ポトフの国費、約3分の1が彼による財力で賄われていた。」
「なんと!?」
「しかも、N^3が扱う武器が・・・また・・・。」
白い旋風が少し困った顔をするとニセ禅師も苦笑いになる。
「まあ、いけばわかる。」
三人が店に入ると、目の前にはいかにも高価なクリスタルが飾られており
周りにも色とりどりのクリスタルがズラリと並べられている。
「おお!陛下!!陛下ではありませんか。」
静かな店内に声が響く。
なにやら光り輝くオーラに包まれた人物・・・というより、光っている。
三人は目を擦りながらN^3を見直す。
「服にクリスタルを散りばめてみたのですよ。
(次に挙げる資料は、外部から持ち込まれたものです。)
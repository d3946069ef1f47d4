//! Synthetic dataset generation for decode benchmarks.
//!
//! Produces N rows of a single-field schema, already encoded into a rowbin
//! buffer with the format's writer. Generation is deterministic for a given
//! seed and is never part of the timed region.

use rand::{Rng, SeedableRng};
use rand_chacha::ChaCha8Rng;

use crate::codec;
use crate::error::{BenchError, Result};
use crate::schema::{FieldKind, RecordSchema, Value};

/// Null probability for nullable columns.
const NULL_DENSITY: f64 = 0.5;

/// An encoded synthetic dataset plus the schema a decoder needs.
#[derive(Debug, Clone)]
pub struct Dataset {
    pub schema: RecordSchema,
    pub rows: usize,
    pub buffer: Vec<u8>,
}

fn synthesize(kind: FieldKind, rows: usize, seed: u64) -> Vec<Value> {
    let mut rng = ChaCha8Rng::seed_from_u64(seed);
    (0..rows)
        .map(|_| match kind {
            // Fixed 3-byte strings: the benchmark measures decode cost per
            // row, not string entropy.
            FieldKind::Utf8 => Value::Utf8("foo".to_string()),
            FieldKind::Int => Value::Int(rng.gen()),
            FieldKind::NullableInt => {
                if rng.gen_bool(NULL_DENSITY) {
                    Value::NullableInt(None)
                } else {
                    Value::NullableInt(Some(rng.gen_range(0..100)))
                }
            }
        })
        .collect()
}

/// Generate `rows` encoded rows of a single field of `kind`.
///
/// `rows` must be at least 1.
pub fn generate(kind: FieldKind, rows: usize, seed: u64) -> Result<Dataset> {
    if rows == 0 {
        return Err(BenchError::EmptyDataset);
    }
    let schema = RecordSchema::new("a", kind)?;
    let values = synthesize(kind, rows, seed);
    let buffer = codec::encode_rows(&schema, &values)?;
    Ok(Dataset {
        schema,
        rows,
        buffer,
    })
}

#[cfg(test)]
mod tests {
    use super::*;

    #[test]
    fn rejects_zero_rows() {
        assert!(matches!(
            generate(FieldKind::Int, 0, 42),
            Err(BenchError::EmptyDataset)
        ));
    }

    #[test]
    fn deterministic_for_same_seed() {
        let a = generate(FieldKind::Int, 256, 42).unwrap();
        let b = generate(FieldKind::Int, 256, 42).unwrap();
        assert_eq!(a.buffer, b.buffer);

        let c = generate(FieldKind::Int, 256, 43).unwrap();
        assert_ne!(a.buffer, c.buffer);
    }

    #[test]
    fn decodes_back_to_row_count() {
        for kind in [FieldKind::Int, FieldKind::Utf8, FieldKind::NullableInt] {
            let ds = generate(kind, 512, 7).unwrap();
            let (schema, values) = codec::decode_rows(&ds.buffer).unwrap();
            assert_eq!(schema, ds.schema);
            assert_eq!(values.len(), 512);
        }
    }
}
//! Unified error type for the benchmark and aggregation pipeline.

use std::path::PathBuf;

use thiserror::Error;

pub type Result<T> = std::result::Result<T, BenchError>;

#[derive(Debug, Error)]
pub enum BenchError {
    #[error("invalid schema: {0}")]
    InvalidSchema(String),

    #[error("value kind {got} does not match schema kind {expected}")]
    TypeMismatch {
        expected: &'static str,
        got: &'static str,
    },

    #[error("malformed rowbin buffer: {0}")]
    Format(String),

    #[error("dataset must contain at least one row")]
    EmptyDataset,

    #[error("decode materialized {got} rows, expected {expected}")]
    RowCountMismatch { expected: usize, got: usize },

    #[error("invalid benchmark key segment {0:?}: must be non-empty and free of path separators")]
    InvalidKey(String),

    #[error("size exponent {0} exceeds the supported maximum of 63")]
    SizeExponentTooLarge(u32),

    #[error("report leaf {0} has fewer than three ancestor segments")]
    MalformedReportPath(PathBuf),

    #[error("report leaf {path} has non-integer size segment {segment:?}")]
    MalformedSizeSegment { path: PathBuf, segment: String },

    #[error("corrupt report at {path}: {reason}")]
    CorruptReport { path: PathBuf, reason: String },

    #[error("I/O error: {0}")]
    Io(#[from] std::io::Error),

    #[error("JSON error: {0}")]
    Json(#[from] serde_json::Error),
}
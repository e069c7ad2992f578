use std::process;

use clap::Parser;

use ledger_core::{cli, init};

fn main() {
    init();

    let args = cli::Cli::parse();
    if let Err(err) = cli::run(args) {
        eprintln!("Error: {err}");
        process::exit(1);
    }
}
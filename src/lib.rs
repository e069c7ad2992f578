#![doc(test(attr(deny(warnings))))]

//! Ledger Core records deposits and withdrawals in a flat CSV-backed ledger
//! and reports running balances for the `ledger_cli` command-line tool.

pub mod cli;
pub mod errors;
pub mod ledger;
pub mod storage;
pub mod utils;

use std::sync::Once;

static INIT_TRACING: Once = Once::new();

/// Initializes global tracing and emits a startup info log.
pub fn init() {
    INIT_TRACING.call_once(|| {
        utils::init_tracing();
        tracing::info!("Ledger Core tracing initialized.");
    });
}
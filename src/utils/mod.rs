use std::sync::Once;

static TRACING_INIT: Once = Once::new();

/// Initializes the global tracing subscriber with sensible defaults.
/// Log lines go to stderr; stdout carries command output only.
pub fn init_tracing() {
    TRACING_INIT.call_once(|| {
        use tracing_subscriber::{fmt, EnvFilter};

        let filter =
            EnvFilter::from_default_env().add_directive("ledger_core=info".parse().unwrap());

        fmt()
            .with_env_filter(filter)
            .with_writer(std::io::stderr)
            .init();
    });
}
」
白い歯を輝かせて、爽やかに笑ってみせるN^3。
三人の顔が引きつる。
「そんなことよりポトフの復国だ。デネブに帰るぞ。」
「待ちに待った時がきたのですか。」
準備を済ませたN^3と共に三人はフェイを後にした。
荒野を馬で駆けながらニセ禅師の隣にいるN^3。
彼の剣を携えるところにある袋が気になるストーンは白い旋風に聞くが
何度、白い旋風に聞いても「おもしろいから。」っという返答しかこない。
一人の疑問を残しながら、四人はポトフを目指した。
~デネブ~
「ど~れ、派手に暴れるぞ。全員準備はいいか?」
ニセ禅師がモト達に声をかける。
「数は500だ。外と中から同時にしかけるぞ。」
「驚くだろうな。この守備の数では。」
白い旋風のあとにグラムがおもしろそうに喋りだす。
「モトさん、いよいよですね。」
「ええ、この日を待っていました。ポトフの復活を。」
沙羅とモトは、握りこむ武器に力が入る。
「よし、いくぞ!!!」
ニセ禅師の合図とともにデネブ侵略が始まった。
この日を境に再びポトフが復国を果した。
その情報は、ポトフを支配都市としていた『のびた』にすぐに渡った。
それを聞いた 闇の女王・こすずめは不敵な笑いを響かせる。
「随分と利子つきで復活したものだな。」
「早急に・・・。」
「いや、そのまま泳がせておけ。」
「よろしいのですか?」
「ああ、ちょうど退屈していたからな。」
再び、こすずめの笑い声が部屋に響いた。